2.1 Object Detection by Deep Neural Networks

There are many recently published works regarding object detection, most of them aim for two major objectives: a high mean average precision (MAP) and a low inference time. Published in 2015, Faster R-CNN [24] was the state of the art in terms of MAP for a long time. This is due to its two-staged architecture, which comes at the costs of increased runtime. Furthermore, Faster R-CNN has introduced anchor boxes, which are used until today. The Single Shot MultiBox Detector (SSD) [14] approach takes many aspects of Faster R-CNN and puts them into a one-staged detector by removing the preselection step. This means that the classifier has eventually to deal with many simple negatives that take away the focus form the hard examples. To compensate these disadvantages, the hard negative mining was presented, which allows the detector to concentrate on the difficult examples. In contrast to SSD, the YOLO approach [21, 22] is optimized to reach extraordinary inference time. This approach has been iteratively improved so that the latest version YOLOv3 [23] offers a good trade-off between MAP and inference time. In 2017, the Retina Net [13] one-staged detector made it finally possible to outperform two-staged detectors by applying a technique called Focal Loss. Additionally, it uses a feature pyramid architecture which presents the current state of the art [12].
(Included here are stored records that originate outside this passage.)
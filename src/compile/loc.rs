// Localization documents
//
//  Copyright (C) 2024 wixrs contributors.
//
//  This file is part of wixrs.
//
//  This program is free software: you can redistribute it and/or modify
//  it under the terms of the GNU General Public License as published by
//  the Free Software Foundation, either version 3 of the License, or
//  (at your option) any later version.
//
//  This program is distributed in the hope that it will be useful,
//  but WITHOUT ANY WARRANTY; without even the implied warranty of
//  MERCHANTABILITY or FITNESS FOR A PARTICULAR PURPOSE.  See the
//  GNU General Public License for more details.
//
//  You should have received a copy of the GNU General Public License
//  along with this program.  If not, see <http://www.gnu.org/licenses/>.

//! Localization documents.
//!
//! A localization document provides the strings substituted for
//!   `!(loc.Id)` references,
//!     and localized sizes and text of dialogs and controls,
//!   for a single culture.
//!
//! ```xml
//! <WixLocalization xmlns="http://wixtoolset.org/schemas/v4/wxl"
//!                  Culture="en-US" Codepage="1252">
//!   <String Id="Welcome" Value="Welcome" />
//!   <UI Dialog="WelcomeDlg" Control="Title" Width="200" />
//! </WixLocalization>
//! ```

use super::CompileError;
use crate::diagnose::{Aborted, Messaging, StageSink};
use crate::global::LOCALIZATION_NAMESPACE;
use crate::ir::{LocString, Localization, LocalizedControl};
use crate::span::{Context, Span};
use roxmltree::{Document, Node};

struct LocParser<'m> {
    sink: StageSink<'m>,
    source: Context,
}

impl<'m> LocParser<'m> {
    fn span(&self, node: Node) -> Span {
        let pos = node.document().text_pos_at(node.range().start);
        Span::new(self.source.clone(), pos.row)
    }

    fn check_attributes(&mut self, node: Node, known: &[&str]) {
        for attr in node.attributes() {
            if attr.namespace().is_none() && !known.contains(&attr.name()) {
                let span = self.span(node);
                self.sink.emit(&CompileError::UnexpectedAttribute {
                    span,
                    element: node.tag_name().name().into(),
                    attribute: attr.name().into(),
                });
            }
        }
    }

    fn required<'a>(
        &mut self,
        node: Node<'a, '_>,
        name: &'static str,
    ) -> Option<&'a str> {
        let value = node.attribute(name);

        if value.is_none() {
            let span = self.span(node);
            self.sink.emit(&CompileError::ExpectedAttribute {
                span,
                element: node.tag_name().name().into(),
                attribute: name,
            });
        }

        value
    }

    fn illegal(&mut self, node: Node, name: &str, expected: &str) {
        let span = self.span(node);
        self.sink.emit(&CompileError::IllegalAttributeValue {
            span,
            element: node.tag_name().name().into(),
            attribute: name.into(),
            value: node.attribute(name).unwrap_or_default().into(),
            expected: expected.into(),
        });
    }

    fn integer(&mut self, node: Node, name: &str) -> Option<i64> {
        let value = node.attribute(name)?;

        match value.trim().parse::<i64>() {
            Ok(n) if n >= 0 => Some(n),
            _ => {
                self.illegal(node, name, "a non-negative integer");
                None
            }
        }
    }

    fn root(&mut self, root: Node) -> Option<Localization> {
        let tag = root.tag_name();

        if tag.name() != "WixLocalization"
            || tag.namespace() != Some(LOCALIZATION_NAMESPACE)
        {
            let span = self.span(root);
            self.sink.emit(&CompileError::InvalidRoot {
                span,
                expected: "WixLocalization",
                found: tag.name().into(),
            });
            return None;
        }

        self.check_attributes(root, &["Culture", "Codepage", "Language"]);

        let codepage = match root.attribute("Codepage") {
            None => None,
            Some(cp) => match cp.trim().parse::<u32>() {
                Ok(cp) => Some(cp),
                Err(_) => {
                    self.illegal(root, "Codepage", "a numeric codepage");
                    None
                }
            },
        };

        let culture = match root.attribute("Culture") {
            None | Some("neutral") => "",
            Some(culture) => culture,
        };

        let mut loc = Localization::new(culture, codepage);

        for child in root.children().filter(Node::is_element) {
            let in_ns = child.tag_name().namespace() == Some(LOCALIZATION_NAMESPACE);

            match child.tag_name().name() {
                "String" if in_ns => self.string(&mut loc, child),
                "UI" if in_ns => self.control(&mut loc, child),
                _ => {
                    let span = self.span(child);
                    self.sink.emit(&CompileError::UnexpectedElement {
                        span,
                        parent: tag.name().into(),
                        element: child.tag_name().name().into(),
                    });
                }
            }
        }

        Some(loc)
    }

    fn string(&mut self, loc: &mut Localization, node: Node) {
        self.check_attributes(node, &["Id", "Value", "Overridable"]);

        let span = self.span(node);
        let id = self.required(node, "Id");
        let value = node.attribute("Value").or_else(|| node.text());

        let overridable = match node.attribute("Overridable") {
            None | Some("no") => false,
            Some("yes") => true,
            Some(_) => {
                self.illegal(node, "Overridable", "`yes` or `no`");
                false
            }
        };

        let Some(id) = id else {
            return;
        };

        let string = LocString {
            value: value.unwrap_or_default().into(),
            overridable,
            span: Some(span.clone()),
        };

        if let Err(first) = loc.add_string(id, string) {
            self.sink.emit(&CompileError::DuplicateLocalizedString {
                span,
                first: first.span,
                culture: loc.culture().into(),
                id: id.into(),
            });
        }
    }

    fn control(&mut self, loc: &mut Localization, node: Node) {
        self.check_attributes(
            node,
            &["Dialog", "Control", "X", "Y", "Width", "Height", "Text"],
        );

        let span = self.span(node);
        let Some(dialog) = self.required(node, "Dialog") else {
            return;
        };

        let key = Localization::control_key(dialog, node.attribute("Control"));

        let control = LocalizedControl {
            x: self.integer(node, "X"),
            y: self.integer(node, "Y"),
            width: self.integer(node, "Width"),
            height: self.integer(node, "Height"),
            text: node
                .attribute("Text")
                .or_else(|| node.text().filter(|t| !t.trim().is_empty()))
                .map(String::from),
            span: Some(span.clone()),
        };

        if loc.add_control(key.clone(), control).is_err() {
            self.sink.emit(&CompileError::DuplicateLocalizedControl {
                span,
                culture: loc.culture().into(),
                key,
            });
        }
    }
}

/// Parse the localization document `text` read from `path`.
pub fn parse_localization(
    path: &str,
    text: &str,
    messaging: &Messaging,
) -> Result<Localization, Aborted> {
    let mut sink = StageSink::new(messaging, "localize");

    let doc = match Document::parse(text) {
        Ok(doc) => doc,
        Err(e) => {
            sink.emit(&CompileError::XmlSyntax {
                span: Span::new(path, e.pos().row),
                reason: e.to_string(),
            });
            return Err(sink.abort());
        }
    };

    let mut parser = LocParser {
        sink,
        source: path.into(),
    };

    match parser.root(doc.root_element()) {
        Some(loc) => {
            tracing::debug!(
                path,
                culture = loc.culture(),
                strings = loc.strings().len(),
                "parsed localization"
            );
            parser.sink.finish(loc)
        }
        None => Err(parser.sink.abort()),
    }
}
2.2 Object Detection in RoboCup Soccer

In recent years, Deep Learning has already been successfully used for the detection of the Standard Platform League’s new ball [15, 19, 25]. A similar approach is also used by [1] for detecting robots. However, all these approaches have in common that they use neural networks for classifying previously computed candidate regions and thus depend on other software components. In the RoboCup Humanoid League, a full detection approach, which would not have real-time inference on a NAO robot, has been presented by [26].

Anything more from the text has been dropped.